What Authors Actually Need to Do
Write a Privacy Policy
Every author website that collects personal data needs a privacy policy. This document explains what data you collect, why you collect it, how you use it, how long you keep it, and how readers can exercise their rights. It must be written in clear, plain language — not legal boilerplate that no one reads.
Your privacy policy must be easily accessible from your website — typically linked in the footer on every page. AuthorLoft includes a customisable legal page where you can publish this.
Get Proper Newsletter Consent
Your newsletter sign-up form must make it clear what readers are signing up for and require an active opt-in (a checkbox that is not pre-ticked). The sign-up confirmation should state explicitly that the reader is agreeing to receive email marketing from you.
If you use a double opt-in process — where subscribers receive a confirmation email they must click — this provides stronger evidence of consent and is recommended for any list with EU subscribers.
Make Unsubscribing Easy
Every marketing email you send must include an unsubscribe link that works immediately. Honour unsubscribe requests promptly. Do not continue sending marketing emails to anyone who has unsubscribed, even if they remain a customer.
Know Your Third-Party Tools
If you use Mailchimp, ConvertKit, or another email marketing platform, you are sharing your subscribers' data with that provider. You need to ensure that provider is GDPR compliant (most major platforms are) and that your use of their platform is covered by a data processing agreement.
Similarly, payment processors like Stripe have their own privacy and data handling obligations. Using established, reputable platforms significantly reduces your risk exposure.
Respond to Data Subject Requests
Under GDPR, EU and UK residents have the right to request access to the data you hold about them, ask for corrections, request deletion, and object to processing. You are obligated to respond to these requests within 30 days.
For most independent authors, these requests are rare. But having a simple process in place — even just an email address readers can contact — is sufficient to meet this requirement.
What Happens If You Ignore GDPR?
For large organisations, GDPR fines can reach tens of millions of euros. For individual authors, the risk is considerably lower — regulators focus enforcement action on significant violations involving large amounts of data.
However, there are real practical risks. Readers who feel their data has been misused can complain to their national data protection authority.

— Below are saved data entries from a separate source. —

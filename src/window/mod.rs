pub mod decorator;
pub mod zorder;

mod window_manager;

use serde::{Deserialize, Serialize};

use crate::constants::{MIN_WINDOW_HEIGHT, MIN_WINDOW_WIDTH};

pub use window_manager::{WindowManager, WindowPatch};
pub use zorder::ZOrder;

/// Pointer position in viewport pixels.
#[derive(Debug, Clone, Copy, PartialEq, Eq, Default)]
pub struct Point {
    pub x: i32,
    pub y: i32,
}

impl Point {
    pub const fn new(x: i32, y: i32) -> Self {
        Self { x, y }
    }
}

/// Size of the area windows live in.
#[derive(Debug, Clone, Copy, PartialEq, Eq)]
pub struct Viewport {
    pub width: i32,
    pub height: i32,
}

impl Viewport {
    pub const fn new(width: i32, height: i32) -> Self {
        Self { width, height }
    }

    /// Geometry covering the whole viewport.
    pub fn full(&self) -> Geometry {
        Geometry {
            x: 0,
            y: 0,
            width: self.width,
            height: self.height,
        }
    }
}

/// Signed origin and size of a window, in pixels.
#[derive(Debug, Clone, Copy, PartialEq, Eq, Serialize, Deserialize)]
pub struct Geometry {
    pub x: i32,
    pub y: i32,
    pub width: i32,
    pub height: i32,
}

impl Geometry {
    pub const fn new(x: i32, y: i32, width: i32, height: i32) -> Self {
        Self {
            x,
            y,
            width,
            height,
        }
    }

    pub fn right(&self) -> i32 {
        self.x + self.width
    }

    pub fn bottom(&self) -> i32 {
        self.y + self.height
    }

    /// Raise width and height to the window minimums.
    pub fn floored(self) -> Self {
        Self {
            width: self.width.max(MIN_WINDOW_WIDTH),
            height: self.height.max(MIN_WINDOW_HEIGHT),
            ..self
        }
    }

    /// Keep the origin inside `[0, viewport - size]` on both axes. A window
    /// wider or taller than the viewport is pinned to 0 on that axis.
    pub fn clamped_to(self, viewport: Viewport) -> Self {
        let max_x = (viewport.width - self.width).max(0);
        let max_y = (viewport.height - self.height).max(0);
        Self {
            x: self.x.clamp(0, max_x),
            y: self.y.clamp(0, max_y),
            ..self
        }
    }
}

/// Which of the three visual modes a window is in.
///
/// The geometry stashed when entering fullscreen is carried by the
/// `Fullscreen` variant itself, so a fullscreen window can always be
/// restored.
#[derive(Debug, Clone, Copy, PartialEq, Eq)]
pub enum WindowMode {
    Normal,
    Minimized,
    Fullscreen { saved: Geometry },
}

/// One floating window hosting an embedded page.
#[derive(Debug, Clone, PartialEq, Eq, Serialize, Deserialize)]
#[serde(from = "StoredWindow", into = "StoredWindow")]
pub struct WindowRecord {
    pub id: String,
    pub title: String,
    pub url: String,
    pub geometry: Geometry,
    pub z_index: i32,
    pub mode: WindowMode,
}

impl WindowRecord {
    pub fn is_minimized(&self) -> bool {
        matches!(self.mode, WindowMode::Minimized)
    }

    pub fn is_fullscreen(&self) -> bool {
        matches!(self.mode, WindowMode::Fullscreen { .. })
    }

    pub fn saved_geometry(&self) -> Option<Geometry> {
        match self.mode {
            WindowMode::Fullscreen { saved } => Some(saved),
            _ => None,
        }
    }

    pub fn is_file_picker(&self) -> bool {
        self.url == crate::constants::FILE_PICKER_URL
    }
}

/// Flat persisted form of a window, matching the browser record layout.
#[derive(Debug, Clone, Serialize, Deserialize)]
#[serde(rename_all = "camelCase")]
struct StoredWindow {
    id: String,
    title: String,
    url: String,
    x: i32,
    y: i32,
    width: i32,
    height: i32,
    z_index: i32,
    #[serde(default)]
    is_minimized: bool,
    #[serde(default)]
    is_fullscreen: bool,
    #[serde(default, skip_serializing_if = "Option::is_none")]
    saved_position: Option<Geometry>,
}

impl From<StoredWindow> for WindowRecord {
    fn from(stored: StoredWindow) -> Self {
        let current = Geometry::new(stored.x, stored.y, stored.width, stored.height);
        let saved = stored.saved_position.unwrap_or(current);
        let (geometry, mode) = match (stored.is_minimized, stored.is_fullscreen) {
            // Minimized wins; drop back to the pre-fullscreen geometry.
            (true, true) => (saved, WindowMode::Minimized),
            (true, false) => (current, WindowMode::Minimized),
            (false, true) => (current, WindowMode::Fullscreen { saved }),
            (false, false) => (current, WindowMode::Normal),
        };
        Self {
            id: stored.id,
            title: stored.title,
            url: stored.url,
            geometry,
            z_index: stored.z_index,
            mode,
        }
    }
}

impl From<WindowRecord> for StoredWindow {
    fn from(record: WindowRecord) -> Self {
        let saved_position = record.saved_geometry();
        Self {
            is_minimized: record.is_minimized(),
            is_fullscreen: record.is_fullscreen(),
            id: record.id,
            title: record.title,
            url: record.url,
            x: record.geometry.x,
            y: record.geometry.y,
            width: record.geometry.width,
            height: record.geometry.height,
            z_index: record.z_index,
            saved_position,
        }
    }
}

Email providers can suspend accounts that are not compliant with consent requirements. And the reputational damage of being known as an author who mishandles reader data is not something easily recovered from.
Compliance is not just about legal risk. It is about respecting the readers who trust you with their information.
A Practical GDPR Checklist for Authors
- Write and publish a clear privacy policy on your website
- Ensure all newsletter sign-up forms use active, unambiguous opt-in
- Include an unsubscribe link in every marketing email
- Do not add people to your list without their explicit consent
- Use reputable, GDPR-compliant platforms for email marketing and payments
- Define how long you keep different types of data and clean lists periodically
- Have a way for readers to contact you with data requests
GDPR compliance for independent authors is genuinely achievable without legal expertise. It requires clear thinking about what data you collect, honest communication with your readers about how you use it, and a commitment to handling that information with care. Most authors who approach it this way find that compliance and good reader relationships are the same thing.